This matter came on for a hearing on November 3, 2006, on the defendant’s motion to dismiss. At that time, I took the motion under advisement. I have now fully reviewed' the brief of the defendant and considered the arguments of counsel. For the reasons stated below, the motion to dismiss will be denied.
Facts
Patrick Muth was arrested on a warrant and charged with aggravated sexual battery. The charge was later amended to custodial indecent liberties in violation of Va. Code § 18.2-370.1. At the time of his preliminary hearing in the Juvenile and Domestic Relations District Court, the commonwealth’s attorney was allowed to nolle pros the case over Muth’s objection. The commonwealth’s attorney then presented the case to the grand jury, which indicted Muth on the charge of custodial indecent liberties. The result of this course of events is that the defendant did not have a preliminary hearing and has little idea of the Commonwealth’s evidence against him.
*262 Defendant’s Motion
Muth has moved to dismiss the charge on the grounds that the prosecutor’s action in nolle prossing the case and then obtaining a straight indictment deprived Muth of his statutory right to have a preliminary hearing under Code § 19.2-218 when he had originally been arrested on a warrant. Alternatively, Muth asks that this court remand the case to the juvenile and domestic relations district court with the direction to conduct a preliminary hearing.
Discussion
The Commonwealth responds that the issue presented by the defendant’s motion to dismiss is answered by Armel v. Commonwealth, 28 Va. App. 407, 505 S.E.2d 378 (1998). In that case, Armel was arrested on a warrant, the charges were nolleprossed at the preliminary hearing, and Armel was straight indicted on the same charges. As with the defendant in this case, Armel argued that the he had been deprived of his right to a preliminary hearing. The Court of Appeals rejected that argument, holding that:
The nolle prosequi of the original arrest warrants in the general district court terminated the charges as if they had never existed. When the Commonwealth subsequently brought the new indictments, they were new charges, distinct from the original charges. Thus, the slate was wiped clean and the situation was the same is if the Commonwealth had chosen to malee no charge.

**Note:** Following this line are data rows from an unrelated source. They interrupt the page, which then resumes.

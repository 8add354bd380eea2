/// Default origin of the chat web application.
pub const DEFAULT_BASE_URL: &str = "https://gemini.google.com";
/// Default upload endpoint for files and images.
pub const DEFAULT_UPLOAD_URL: &str = "https://content-push.googleapis.com/upload";
/// Host that unauthenticated requests get redirected to.
pub const LOGIN_HOST: &str = "accounts.google.com";

const APP_PATH: &str = "/app";
const GENERATE_PATH: &str =
    "/_/BardChatUi/data/assistant.lamda.BardFrontendService/StreamGenerate";
const BATCH_EXECUTE_PATH: &str = "/_/BardChatUi/data/batchexecute";

/// Normalize a base URL to the bare application origin.
///
/// Normalization rules:
/// 1) empty input falls back to [`DEFAULT_BASE_URL`]
/// 2) trailing slashes are removed
/// 3) a trailing `/app` segment is removed
pub fn normalize_base_url(input: &str) -> String {
    let base = if input.trim().is_empty() {
        DEFAULT_BASE_URL
    } else {
        input.trim()
    };

    let trimmed = base.trim_end_matches('/');
    trimmed
        .strip_suffix(APP_PATH)
        .unwrap_or(trimmed)
        .trim_end_matches('/')
        .to_string()
}

/// Page fetched once per session to obtain the anti-forgery token.
pub fn app_url(base: &str) -> String {
    format!("{}{APP_PATH}", normalize_base_url(base))
}

pub fn generate_url(base: &str) -> String {
    format!("{}{GENERATE_PATH}", normalize_base_url(base))
}

pub fn batch_execute_url(base: &str) -> String {
    format!("{}{BATCH_EXECUTE_PATH}", normalize_base_url(base))
}

/// True when a response landed on the sign-in host.
pub fn is_login_redirect(url: &::url::Url) -> bool {
    url.host_str()
        .is_some_and(|host| host.eq_ignore_ascii_case(LOGIN_HOST))
}
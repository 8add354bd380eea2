//! Worker runtime between the shell and the engine.
//!
//! The controller owns the session, the attachment manager, the persona
//! registry and the store. Sends, uploads, gem fetches and store work run on
//! named worker threads; their results come back as [`UiEvent`]s on a
//! channel the UI drains on its own thread.

use std::fs;
use std::panic::{catch_unwind, AssertUnwindSafe};
use std::path::{Path, PathBuf};
use std::sync::atomic::{AtomicU64, Ordering};
use std::sync::mpsc::{self, Receiver, Sender};
use std::sync::{Arc, Mutex, MutexGuard};
use std::thread::{self, JoinHandle};

use chat_provider::{
    cancel_signal, AttachmentHandle, AttachmentKind, CancelSignal, Candidate, ChatError, Gem,
    Model, ModelOutput,
};
use history_store::{ConversationSummary, HistoryStore};
use tracing::{debug, warn};

use crate::attachments::AttachmentManager;
use crate::commands::ExportFormat;
use crate::error::storage_error;
use crate::gems::{GemJar, GemRegistry};
use crate::session::{Session, TurnRequest};

pub type SendId = u64;

#[derive(Debug, Clone, PartialEq, Eq)]
pub enum UiEvent {
    SendStarted {
        send_id: SendId,
        attachments: usize,
    },
    Reply {
        send_id: SendId,
        output: ModelOutput,
    },
    SendFailed {
        send_id: SendId,
        error: ChatError,
    },
    AttachmentAdded(AttachmentHandle),
    GemsLoaded(GemJar),
    GemSelected(Option<Gem>),
    HistoryLoaded(Vec<ConversationSummary>),
    Exported {
        path: PathBuf,
        format: ExportFormat,
    },
    CandidateChosen {
        index: usize,
        candidate: Candidate,
    },
    ModelChanged(Model),
    /// Failure of a background task other than a send.
    TaskFailed {
        task: &'static str,
        error: ChatError,
    },
}

impl UiEvent {
    /// Whether this event ends the send `send_id`.
    #[must_use]
    pub fn ends_send(&self, send_id: SendId) -> bool {
        matches!(
            self,
            Self::Reply { send_id: id, .. } | Self::SendFailed { send_id: id, .. } if *id == send_id
        )
    }
}

struct ActiveSend {
    send_id: SendId,
    cancel: CancelSignal,
    join_handle: JoinHandle<()>,
}

pub struct ChatController {
    session: Arc<Session>,
    attachments: AttachmentManager,
    gems: GemRegistry,
    history: Option<Arc<HistoryStore>>,
    pending: Mutex<Vec<AttachmentHandle>>,
    active_send: Mutex<Option<ActiveSend>>,
    /// Worker of the last completed send, joined by the next submit.
    finished_send: Mutex<Option<JoinHandle<()>>>,
    next_send_id: AtomicU64,
    events: Sender<UiEvent>,
}

impl ChatController {
    /// Creates the controller and the receiving end of its event queue.
    #[must_use]
    pub fn new(
        session: Arc<Session>,
        attachments: AttachmentManager,
        gems: GemRegistry,
        history: Option<Arc<HistoryStore>>,
    ) -> (Arc<Self>, Receiver<UiEvent>) {
        let (events, receiver) = mpsc::channel();
        let controller = Arc::new(Self {
            session,
            attachments,
            gems,
            history,
            pending: Mutex::new(Vec::new()),
            active_send: Mutex::new(None),
            finished_send: Mutex::new(None),
            next_send_id: AtomicU64::new(1),
            events,
        });
        (controller, receiver)
    }

    #[must_use]
    pub fn session(&self) -> &Arc<Session> {
        &self.session
    }

    #[must_use]
    pub fn gems(&self) -> &GemRegistry {
        &self.gems
    }

    #[must_use]
    pub fn history(&self) -> Option<&Arc<HistoryStore>> {
        self.history.as_ref()
    }

    #[must_use]
    pub fn pending_attachments(&self) -> Vec<AttachmentHandle> {
        lock_unpoisoned(&self.pending).clone()
    }

    #[must_use]
    pub fn is_sending(&self) -> bool {
        lock_unpoisoned(&self.active_send).is_some()
    }

    /// Starts a send on a worker. Pending attachments go with it and are
    /// dropped whatever the outcome.
    pub fn submit(self: &Arc<Self>, prompt: impl Into<String>) -> Result<SendId, ChatError> {
        let mut active_send = lock_unpoisoned(&self.active_send);
        if active_send.is_some() {
            return Err(ChatError::Busy);
        }

        if let Some(previous) = lock_unpoisoned(&self.finished_send).take() {
            // Past `clear_active_send` the worker only publishes its last event.
            if previous.join().is_err() {
                warn!("previous send worker panicked");
            }
        }

        let send_id = self.next_send_id.fetch_add(1, Ordering::SeqCst);
        let cancel = cancel_signal();
        let attachments = std::mem::take(&mut *lock_unpoisoned(&self.pending));
        let request = TurnRequest::new(prompt)
            .with_attachments(attachments)
            .with_cancel(Arc::clone(&cancel));

        let controller = Arc::clone(self);
        let join_handle = thread::Builder::new()
            .name(format!("gem-chat-send-{send_id}"))
            .spawn(move || controller.run_send(send_id, request))
            .map_err(|error| {
                ChatError::Protocol(format!("failed to spawn send worker: {error}"))
            })?;

        *active_send = Some(ActiveSend {
            send_id,
            cancel,
            join_handle,
        });
        Ok(send_id)
    }

    /// Raises the cancellation signal of the active send. Returns false
    /// when nothing is in flight.
    pub fn cancel_send(&self) -> bool {
        match lock_unpoisoned(&self.active_send).as_ref() {
            Some(active) => {
                active.cancel.store(true, Ordering::Release);
                debug!(send_id = active.send_id, "send cancellation requested");
                true
            }
            None => false,
        }
    }

    /// Uploads `path` on a worker and queues the handle for the next send.
    pub fn attach(self: &Arc<Self>, path: PathBuf, kind: Option<AttachmentKind>) {
        self.spawn_task("attach", move |controller| {
            let handle = match kind {
                Some(kind) => controller.attachments.upload_as(&path, kind)?,
                None => controller.attachments.upload(&path)?,
            };
            lock_unpoisoned(&controller.pending).push(handle.clone());
            Ok(UiEvent::AttachmentAdded(handle))
        });
    }

    /// Drops pending attachments. Returns how many were dropped.
    pub fn clear_attachments(&self) -> usize {
        let mut pending = lock_unpoisoned(&self.pending);
        let dropped = pending.len();
        pending.clear();
        dropped
    }

    pub fn load_gems(self: &Arc<Self>, include_hidden: bool) {
        self.spawn_task("gems", move |controller| {
            Ok(UiEvent::GemsLoaded(controller.gems.fetch(include_hidden)?))
        });
    }

    /// Binds a persona by id or name. Names resolve through the cached
    /// catalog, fetching it once when empty.
    pub fn set_gem(self: &Arc<Self>, id_or_name: Option<String>) {
        self.spawn_task("gem", move |controller| {
            let Some(id_or_name) = id_or_name else {
                controller.session.set_gem(None)?;
                return Ok(UiEvent::GemSelected(None));
            };
            if controller.gems.jar().is_empty() {
                controller.gems.fetch(false)?;
            }
            let gem = controller
                .gems
                .get(&id_or_name)
                .ok_or_else(|| ChatError::NotFound(format!("gem '{id_or_name}'")))?;
            controller.session.set_gem(Some(gem.id.clone()))?;
            Ok(UiEvent::GemSelected(Some(gem)))
        });
    }

    pub fn load_history(self: &Arc<Self>) {
        self.spawn_task("history", move |controller| {
            let history = controller.require_history()?;
            Ok(UiEvent::HistoryLoaded(history.list()))
        });
    }

    /// Writes the current conversation to `path`.
    pub fn export(self: &Arc<Self>, path: PathBuf, format: ExportFormat) {
        self.spawn_task("export", move |controller| {
            let history = controller.require_history()?;
            let id = controller
                .session
                .conversation_id()
                .ok_or_else(|| ChatError::NotFound("no conversation to export yet".to_owned()))?;
            export_conversation(history, &id, &path, format)?;
            Ok(UiEvent::Exported { path, format })
        });
    }

    pub fn choose_candidate(self: &Arc<Self>, index: usize) {
        self.spawn_task("choose", move |controller| {
            let candidate = controller.session.choose_candidate(index)?;
            Ok(UiEvent::CandidateChosen { index, candidate })
        });
    }

    pub fn set_model(self: &Arc<Self>, model: Model) {
        self.spawn_task("model", move |controller| {
            controller.session.set_model(model)?;
            Ok(UiEvent::ModelChanged(model))
        });
    }

    fn run_send(self: Arc<Self>, send_id: SendId, request: TurnRequest) {
        self.emit(UiEvent::SendStarted {
            send_id,
            attachments: request.attachments.len(),
        });

        let session = Arc::clone(&self.session);
        let outcome = catch_unwind(AssertUnwindSafe(move || session.send(request)));
        // Cleared before the terminal event so the UI may submit right away.
        self.clear_active_send(send_id);

        let event = match outcome {
            Ok(Ok(output)) => UiEvent::Reply { send_id, output },
            Ok(Err(error)) => UiEvent::SendFailed { send_id, error },
            Err(_) => UiEvent::SendFailed {
                send_id,
                error: ChatError::Protocol("send worker panicked".to_owned()),
            },
        };
        self.emit(event);
    }

    fn spawn_task<F>(self: &Arc<Self>, task: &'static str, work: F)
    where
        F: FnOnce(&ChatController) -> Result<UiEvent, ChatError> + Send + 'static,
    {
        let controller = Arc::clone(self);
        let spawned = thread::Builder::new()
            .name(format!("gem-chat-{task}"))
            .spawn(move || {
                let outcome = catch_unwind(AssertUnwindSafe(|| work(&controller)));
                let event = match outcome {
                    Ok(Ok(event)) => event,
                    Ok(Err(error)) => UiEvent::TaskFailed { task, error },
                    Err(_) => UiEvent::TaskFailed {
                        task,
                        error: ChatError::Protocol(format!("{task} worker panicked")),
                    },
                };
                controller.emit(event);
            });

        if let Err(error) = spawned {
            self.emit(UiEvent::TaskFailed {
                task,
                error: ChatError::Protocol(format!("failed to spawn {task} worker: {error}")),
            });
        }
    }

    fn clear_active_send(&self, send_id: SendId) {
        let mut active_send = lock_unpoisoned(&self.active_send);
        if active_send.as_ref().map(|active| active.send_id) != Some(send_id) {
            return;
        }
        if let Some(completed) = active_send.take() {
            *lock_unpoisoned(&self.finished_send) = Some(completed.join_handle);
        }
    }

    fn require_history(&self) -> Result<&HistoryStore, ChatError> {
        self.history
            .as_deref()
            .ok_or_else(|| ChatError::Unsupported("history is disabled".to_owned()))
    }

    fn emit(&self, event: UiEvent) {
        if let UiEvent::TaskFailed { task, error } = &event {
            warn!(task, kind = %error.kind(), %error, "background task failed");
        }
        if self.events.send(event).is_err() {
            debug!("ui event dropped; receiver gone");
        }
    }
}

/// Renders `id` in `format` and writes it to `path`.
pub fn export_conversation(
    history: &HistoryStore,
    id: &str,
    path: &Path,
    format: ExportFormat,
) -> Result<(), ChatError> {
    let bytes = match format {
        ExportFormat::Md => history.export_markdown(id).map_err(storage_error)?.into_bytes(),
        ExportFormat::Json => history.export_json(id).map_err(storage_error)?,
    };
    fs::write(path, bytes)
        .map_err(|error| ChatError::Storage(format!("writing {}: {error}", path.display())))
}

fn lock_unpoisoned<T>(mutex: &Mutex<T>) -> MutexGuard<'_, T> {
    match mutex.lock() {
        Ok(guard) => guard,
        Err(poisoned) => poisoned.into_inner(),
    }
}
use chat_provider::{Candidate, Frame, GeneratedImage, ModelOutput, WebImage};
use serde_json::{json, Value};

/// Number of slots in a candidate entry; the last one holds thoughts.
const CANDIDATE_SLOTS: usize = 38;

/// Builds generate-response payloads in the service's envelope layout.
///
/// ```text
/// [null, [cid, rid], chosen, null, [candidate, ...]]
/// candidate: [rcid, [text], .., 12: images, .., 22: [card text], .., 37: [[thoughts]]]
/// ```
#[derive(Debug, Clone, Default)]
pub struct EnvelopeBuilder {
    cid: String,
    rid: String,
    chosen: Option<usize>,
    candidates: Vec<Value>,
    extra_slots: Vec<Value>,
}

impl EnvelopeBuilder {
    #[must_use]
    pub fn new(cid: impl Into<String>, rid: impl Into<String>) -> Self {
        Self {
            cid: cid.into(),
            rid: rid.into(),
            ..Self::default()
        }
    }

    /// Rebuilds the envelope a parsed output came from.
    #[must_use]
    pub fn from_output(output: &ModelOutput, cid: &str, rid: &str) -> Self {
        let builder = output
            .candidates()
            .iter()
            .fold(Self::new(cid, rid), |builder, candidate| builder.candidate(candidate));
        builder.chosen(output.chosen())
    }

    #[must_use]
    pub fn candidate(mut self, candidate: &Candidate) -> Self {
        self.candidates.push(candidate_entry(candidate));
        self
    }

    /// Shorthand for a text-only candidate.
    #[must_use]
    pub fn reply(self, rcid: &str, text: &str) -> Self {
        self.candidate(&Candidate::text(rcid, text))
    }

    /// Adds a raw candidate entry, for layouts the typed builder cannot express.
    #[must_use]
    pub fn raw_candidate(mut self, entry: Value) -> Self {
        self.candidates.push(entry);
        self
    }

    #[must_use]
    pub fn chosen(mut self, index: usize) -> Self {
        self.chosen = Some(index);
        self
    }

    /// Appends unrecognized trailing slots to the body.
    #[must_use]
    pub fn extra_slot(mut self, value: Value) -> Self {
        self.extra_slots.push(value);
        self
    }

    #[must_use]
    pub fn body(&self) -> Value {
        let mut body = vec![
            Value::Null,
            json!([self.cid, self.rid]),
            self.chosen.map_or(Value::Null, |index| json!(index)),
            Value::Null,
            Value::Array(self.candidates.clone()),
        ];
        body.extend(self.extra_slots.iter().cloned());
        Value::Array(body)
    }

    #[must_use]
    pub fn payload(&self) -> String {
        self.body().to_string()
    }

    #[must_use]
    pub fn frame(&self) -> Frame {
        Frame::with_payload(self.payload())
    }

    /// Response frames as the service sends them: a leading frame without a
    /// body, then the reply.
    #[must_use]
    pub fn frames(&self) -> Vec<Frame> {
        vec![Frame::with_payload("[null,null]"), self.frame()]
    }
}

fn candidate_entry(candidate: &Candidate) -> Value {
    let mut slots = vec![Value::Null; CANDIDATE_SLOTS];
    slots[0] = json!(candidate.rcid);
    slots[1] = json!([candidate.text]);

    if !candidate.web_images.is_empty() || !candidate.generated_images.is_empty() {
        let mut images = vec![Value::Null; 8];
        if !candidate.web_images.is_empty() {
            images[1] = candidate.web_images.iter().map(web_image_entry).collect();
        }
        if !candidate.generated_images.is_empty() {
            let generated: Value = candidate
                .generated_images
                .iter()
                .map(generated_image_entry)
                .collect();
            images[7] = json!([generated]);
        }
        slots[12] = Value::Array(images);
    }

    if let Some(thoughts) = &candidate.thoughts {
        slots[CANDIDATE_SLOTS - 1] = json!([[thoughts]]);
    }
    Value::Array(slots)
}

fn web_image_entry(image: &WebImage) -> Value {
    json!([
        [[image.url], null, null, null, image.alt],
        null, null, null, null, null, null,
        [image.title]
    ])
}

fn generated_image_entry(image: &GeneratedImage) -> Value {
    let number = image
        .title
        .as_deref()
        .and_then(|title| title.strip_prefix("[Generated Image "))
        .and_then(|rest| rest.strip_suffix(']'))
        .and_then(|digits| digits.trim().parse::<u64>().ok());
    let prompt = image.prompt.as_ref().map_or(Value::Null, |prompt| json!([prompt]));
    json!([
        [null, null, null, [null, null, null, image.url]],
        null,
        null,
        [null, null, null, null, null, prompt, number]
    ])
}
use std::path::{Path, PathBuf};

pub const HISTORY_DIR: &str = "history";
pub const INDEX_FILE: &str = "index.json";
pub const LOCK_FILE: &str = ".lock";

const TEMP_SUFFIX: &str = ".tmp";
const RECORD_EXTENSION: &str = "json";

#[must_use]
pub fn history_root(config_root: &Path) -> PathBuf {
    config_root.join(HISTORY_DIR)
}

#[must_use]
pub fn conversation_file_name(id: &str) -> String {
    format!("{id}.{RECORD_EXTENSION}")
}

/// Conversation ids end up in file names, so only plain id characters pass.
#[must_use]
pub fn is_valid_conversation_id(id: &str) -> bool {
    !id.is_empty()
        && id.len() <= 64
        && id
            .chars()
            .all(|c| c.is_ascii_alphanumeric() || c == '-' || c == '_')
}

/// Id of a conversation record file, or `None` for anything else in the
/// history directory.
#[must_use]
pub fn conversation_id_from_file_name(file_name: &str) -> Option<&str> {
    if file_name == INDEX_FILE {
        return None;
    }
    file_name
        .strip_suffix(".json")
        .filter(|id| is_valid_conversation_id(id))
}

#[must_use]
pub fn temp_sibling(path: &Path) -> PathBuf {
    let file_name = path
        .file_name()
        .map(|name| name.to_string_lossy().into_owned())
        .unwrap_or_default();
    path.with_file_name(format!(".{file_name}{TEMP_SUFFIX}"))
}

#[must_use]
pub fn is_temp_file_name(file_name: &str) -> bool {
    file_name.starts_with('.') && file_name.ends_with(TEMP_SUFFIX)
}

28 Va. App. at 410 (internal citations, ellipses, brackets, and quotation marks omitted). The Court of Appeals continued:
Therefore, direct indictment of an accused not then arrested for such offense is neither manipulative nor a denial of any statutory right to which the defendant was entitled.
28 Va. App. at 411, quoting Waye v. Commonwealth, 219 Va. 683, 689, 251 S.E.2d 202, 206, cert. denied, 442 U.S. 924, 99 S. Ct. 2850, 61 L. Ed. 2d 292 (1979) (internal ellipses, brackets, and quotation marks omitted).
Muth distinguishes Armel by arguing that Mr. Rodway, the assistant commonwealth’s attorney assigned to this case, has a practice of depriving defendants of their statutorily-protected right to a preliminary hearing by *263routinely nolle prossing cases and then seeking a direct indictment. Muth presented evidence of Mr. Rodway’s use of this tactic in other cases. See, e.g., Commonwealth v. Stacey Lynn Wright, FE-2006-255. By coincidence, there were six other cases on my docket on November 3, 2006 (the date of the hearing on Muth’s motion to dismiss) in which Mr. Rodway refused to put on evidence at the preliminary hearing. The defendants in those cases were forced to waive a preliminary hearing rather than have to post a substantial new bond if the cases were nolle prossed and new cases were initiated by straight indictments. See Commonwealth v. Nicholas Kumar Bansal, FE-2006-1203 and FE-2006-1204, Commonwealth v. Raj Kumar Bansal, FE-2006-1205 and FE-2006-1206, and Commonwealth v. Steven Kumar Bansal, FE-2006-1207 and FE-2006-1208.
The defendant has established to the court’s satisfaction that Mr. Rodway does have a practice of nolle prossing or threatening to nolle pros cases in order to avoid revealing the Commonwealth’s evidence to the defendant at a preliminary hearing. At the hearing on the defendant’s motion to dismiss, the Commonwealth made no effort to deny that it has such a practice. While I do not approve of such a practice, I do not believe that either remanding the case to the district court with directions to hold a preliminary hearing or dismissing the indictment is the appropriate remedy.
I am bound to follow the precedent of Armel v. Commonwealth which found that the tactic was neither manipulative nor a violation of the defendant’s rights under Va. Code § 19.2-218.
Unless the appellate courts ofVirginia revisit the precedent oí Armel v. Commonwealth, the defendant’s remedy appears to be to seek a change in the statutes that permit the Commonwealth to circumvent the defendant’s statutory right to a preliminary hearing by nolle prossing the case and then seeking a straight indictment.
For these reasons, the defendant’s motion to dismiss will be denied.